Kepada wartawan, Apiah menuturkan awalnya ia menjalani operasi tumor mata dengan harapan penyakit yang dideritanya dapat sembuh. Namun, setelah operasi pertama, kondisi matanya disebut tidak kunjung membaik, bahkan benjolan pada mata diduga semakin membesar.
Karena kondisinya tak kunjung membaik, Apiah kembali menjalani operasi kedua. Meski demikian, ia mengaku hasilnya tetap tidak sesuai harapan.
"Sudah dua kali operasi, tetapi kondisi mata saya malah semakin parah. Tidak ada perubahan menjadi lebih baik," kata Apiah.
Ia mengaku harus menahan rasa sakit selama berbulan-bulan akibat pembengkakan pada mata yang dialaminya. Apiah menduga terdapat kelalaian dalam penanganan medis yang diterimanya selama proses operasi.

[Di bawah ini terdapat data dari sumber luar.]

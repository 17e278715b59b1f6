// Integration tests for the `lossgrid` binary.
// Run with: cargo test -p lossgrid-cli --test cli_tests -- --nocapture

use std::path::Path;
use std::process::{Command, Output};

use rust_xlsxwriter::{Format, Workbook};

fn lossgrid(home: &Path) -> Command {
    let mut cmd = Command::new(env!("CARGO_BIN_EXE_lossgrid"));
    // Keep any real user config out of the tests
    cmd.env("XDG_CONFIG_HOME", home)
        .env_remove("LOSSGRID_DB")
        .env_remove("LOSSGRID_CONFIG")
        .env("LOSSGRID_LOG", "warn");
    cmd
}

fn stdout(output: &Output) -> String {
    String::from_utf8_lossy(&output.stdout).into_owned()
}

fn stderr(output: &Output) -> String {
    String::from_utf8_lossy(&output.stderr).into_owned()
}

fn write_survey(path: &Path) {
    let mut workbook = Workbook::new();
    let ws = workbook.add_worksheet();
    for (col, h) in ["村委", "报损程度", "抽样农户名称", "损失程度%"].iter().enumerate() {
        ws.write_string(0, col as u16, *h).unwrap();
    }
    ws.write_string(1, 0, "张庄村委会").unwrap();
    ws.write_string(1, 1, "轻度").unwrap();
    ws.write_string(1, 2, "A").unwrap();
    ws.write_number(1, 3, 0.3).unwrap();
    ws.write_string(2, 1, "轻度").unwrap();
    ws.write_string(2, 2, "B").unwrap();
    ws.write_number(2, 3, 0.5).unwrap();
    workbook.save(path).unwrap();
}

fn write_claim(path: &Path) {
    let mut workbook = Workbook::new();
    let plain = Format::new();
    let ws = workbook.add_worksheet();
    ws.write_string(0, 0, "张庄村理赔公示").unwrap();
    for (col, label) in ["被保险人", "投保面积"].iter().enumerate() {
        ws.merge_range(4, col as u16, 5, col as u16, label, &plain).unwrap();
    }
    ws.write_string(6, 0, "A").unwrap();
    ws.write_number(6, 1, 1.5).unwrap();
    ws.write_string(7, 0, "Z").unwrap();
    ws.write_number(7, 1, 2.0).unwrap();
    workbook.save(path).unwrap();
}

/// tempdir with `loss.db` built from a survey and `claims/张庄村委会.xlsx`.
fn prepared() -> tempfile::TempDir {
    let dir = tempfile::tempdir().unwrap();
    let survey = dir.path().join("survey.xlsx");
    write_survey(&survey);
    std::fs::create_dir_all(dir.path().join("claims")).unwrap();
    write_claim(&dir.path().join("claims").join("张庄村委会.xlsx"));

    let db = dir.path().join("loss.db");
    let output = lossgrid(dir.path())
        .args(["import-loss", survey.to_str().unwrap(), "--db", db.to_str().unwrap()])
        .output()
        .expect("lossgrid import-loss");
    assert!(output.status.success(), "import-loss failed: {}", stderr(&output));
    assert!(stdout(&output).contains("2 records"));
    dir
}

// ---------------------------------------------------------------------------
// enrich
// ---------------------------------------------------------------------------

#[test]
fn enrich_json_report() {
    let dir = prepared();
    let out = dir.path().join("out");
    let output = lossgrid(dir.path())
        .args(["enrich", "claims", "--output-dir", "out", "--db", "loss.db", "--factor", "10", "--json"])
        .current_dir(dir.path())
        .output()
        .expect("lossgrid enrich");
    assert!(output.status.success(), "stderr: {}", stderr(&output));

    let report: serde_json::Value = serde_json::from_str(&stdout(&output)).expect("valid JSON");
    assert_eq!(report["summary"]["processed"], 1);
    assert_eq!(report["summary"]["written"], 1);
    let file = &report["files"][0];
    assert_eq!(file["village"], "张庄村");
    assert_eq!(file["records"], 2);
    let sheet = &file["sheets"][0];
    assert_eq!(sheet["enriched"], true);
    assert_eq!(sheet["columns"]["amount"], 3);
    assert_eq!(sheet["columns"]["loss"], 4);
    assert_eq!(sheet["stats"]["exact_matches"], 1);
    assert_eq!(sheet["stats"]["fallback_matches"], 1);

    let (workbook, _) = lossgrid_io::xlsx::import(&out.join("张庄村委会.xlsx")).unwrap();
    let enriched = workbook.sheet(0).unwrap();
    assert_eq!(enriched.value(7, 3).as_number(), Some(15.0));
    assert_eq!(enriched.value(7, 4).display(), "30.0%");
    assert_eq!(enriched.value(8, 4).display(), "40.0%");
}

#[test]
fn enrich_db_from_environment() {
    let dir = prepared();
    let output = lossgrid(dir.path())
        .args(["enrich", "claims"])
        .env("LOSSGRID_DB", dir.path().join("loss.db"))
        .current_dir(dir.path())
        .output()
        .expect("lossgrid enrich");
    assert!(output.status.success(), "stderr: {}", stderr(&output));
    assert!(stdout(&output).contains("1 files processed, 1 written, 0 failed"));
}

#[test]
fn enrich_without_db_is_usage_error() {
    let dir = prepared();
    let output = lossgrid(dir.path())
        .args(["enrich", "claims"])
        .current_dir(dir.path())
        .output()
        .expect("lossgrid enrich");
    assert_eq!(output.status.code(), Some(2));
    assert!(stderr(&output).contains("hint:"));
}

#[test]
fn enrich_with_failed_file_exits_batch_code() {
    let dir = prepared();
    std::fs::write(dir.path().join("claims").join("李庄村委会.xlsx"), b"not a workbook").unwrap();
    let output = lossgrid(dir.path())
        .args(["enrich", "claims", "--db", "loss.db"])
        .current_dir(dir.path())
        .output()
        .expect("lossgrid enrich");
    assert_eq!(output.status.code(), Some(10));
    assert!(stdout(&output).contains("1 written, 1 failed"));
    assert!(stderr(&output).contains("李庄村委会.xlsx"));
}

#[test]
fn warnings_on_stderr_name_the_workbook() {
    let dir = prepared();
    let mut workbook = Workbook::new();
    let plain = Format::new();
    let ws = workbook.add_worksheet();
    for (col, label) in ["被保险人", "投保面积"].iter().enumerate() {
        ws.merge_range(4, col as u16, 5, col as u16, label, &plain).unwrap();
    }
    ws.write_string(6, 0, "A").unwrap();
    ws.write_string(6, 1, "两亩").unwrap();
    workbook.save(dir.path().join("claims").join("李庄村委会.xlsx")).unwrap();

    let output = lossgrid(dir.path())
        .args(["enrich", "claims", "--db", "loss.db"])
        .current_dir(dir.path())
        .output()
        .expect("lossgrid enrich");
    assert!(output.status.success(), "stderr: {}", stderr(&output));
    let err = stderr(&output);
    assert!(
        err.contains("李庄村委会.xlsx: sheet 'Sheet1', cell B7: area value '两亩' is not numeric"),
        "stderr: {}",
        err
    );
}

#[test]
fn invalid_config_exits_config_code() {
    let dir = prepared();
    let config = dir.path().join("bad.toml");
    std::fs::write(&config, "header_rows = [6, 5]\n").unwrap();
    let output = lossgrid(dir.path())
        .args(["enrich", "claims", "--db", "loss.db", "--config", "bad.toml"])
        .current_dir(dir.path())
        .output()
        .expect("lossgrid enrich");
    assert_eq!(output.status.code(), Some(3));
    assert!(stderr(&output).contains("strictly increasing"));
}

#[test]
fn user_config_file_is_picked_up() {
    let dir = prepared();
    let config_dir = dir.path().join("lossgrid");
    std::fs::create_dir_all(&config_dir).unwrap();
    std::fs::write(config_dir.join("config.toml"), "factor = 2.0\n").unwrap();

    let output = lossgrid(dir.path())
        .args(["enrich", "claims", "--db", "loss.db", "--json"])
        .current_dir(dir.path())
        .output()
        .expect("lossgrid enrich");
    assert!(output.status.success(), "stderr: {}", stderr(&output));

    let (workbook, _) = lossgrid_io::xlsx::import(&dir.path().join("claims").join("张庄村委会.xlsx")).unwrap();
    assert_eq!(workbook.sheet(0).unwrap().value(7, 3).as_number(), Some(3.0));
}

// ---------------------------------------------------------------------------
// headers / flatten / convert
// ---------------------------------------------------------------------------

#[test]
fn headers_json_reports_anchor_columns() {
    let dir = prepared();
    let output = lossgrid(dir.path())
        .args(["headers", "claims/张庄村委会.xlsx", "--json"])
        .current_dir(dir.path())
        .output()
        .expect("lossgrid headers");
    assert!(output.status.success(), "stderr: {}", stderr(&output));

    let sheets: Vec<serde_json::Value> = serde_json::from_str(&stdout(&output)).expect("valid JSON array");
    assert_eq!(sheets.len(), 1);
    assert_eq!(sheets[0]["data_start_row"], 7);
    assert_eq!(sheets[0]["band"], serde_json::json!([5, 6]));
    let headers = sheets[0]["headers"].as_array().unwrap();
    assert_eq!(headers[0]["name"], "被保险人");
    assert_eq!(headers[1]["name"], "投保面积");
    assert_eq!(headers[1]["letter"], "B");
    assert!(sheets[0]["missing"].as_array().unwrap().is_empty());
}

#[test]
fn flatten_writes_output() {
    let dir = prepared();
    let output = lossgrid(dir.path())
        .args(["flatten", "claims/张庄村委会.xlsx", "flat.xlsx"])
        .current_dir(dir.path())
        .output()
        .expect("lossgrid flatten");
    assert!(output.status.success(), "stderr: {}", stderr(&output));
    assert!(stdout(&output).contains("2 merged ranges flattened"));

    let (workbook, _) = lossgrid_io::xlsx::import(&dir.path().join("flat.xlsx")).unwrap();
    let sheet = workbook.sheet(0).unwrap();
    assert!(sheet.merged_regions().is_empty());
    assert_eq!(sheet.value(6, 2).display(), "投保面积");
}

#[test]
fn convert_empty_tree() {
    let dir = tempfile::tempdir().unwrap();
    let output = lossgrid(dir.path())
        .args(["convert", dir.path().to_str().unwrap()])
        .output()
        .expect("lossgrid convert");
    assert!(output.status.success());
    assert!(stdout(&output).contains("0 converted, 0 skipped, 0 failed"));
}

#[test]
fn missing_input_is_usage_error() {
    let dir = tempfile::tempdir().unwrap();
    let output = lossgrid(dir.path())
        .args(["flatten", "nope.xlsx", "out.xlsx"])
        .current_dir(dir.path())
        .output()
        .expect("lossgrid flatten");
    assert_eq!(output.status.code(), Some(2));
    assert!(stderr(&output).starts_with("error: no such file"));
}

Selain mengalami penderitaan secara fisik, Apiah juga mengaku mengalami trauma berat. Ia mengaku kehilangan rasa percaya diri hingga enggan bertemu dengan orang lain karena kondisi matanya.
"Mental saya hancur. Saya sampai takut bertemu orang. Bahkan saya hampir menjual rumah untuk biaya berobat," ujarnya.
Apiah berharap pihak rumah sakit bertanggung jawab atas kondisi yang dialaminya. Menurutnya, keselamatan pasien seharusnya menjadi prioritas utama dalam setiap tindakan medis.
"Saya manusia, bukan bahan percobaan," tegasnya.
Hingga berita ini diturunkan, pihak RS Asyifa Lewiliang belum memberikan keterangan resmi terkait tudingan dugaan malpraktik tersebut. Media masih berupaya meminta konfirmasi kepada manajemen rumah sakit guna memperoleh penjelasan dan klarifikasi.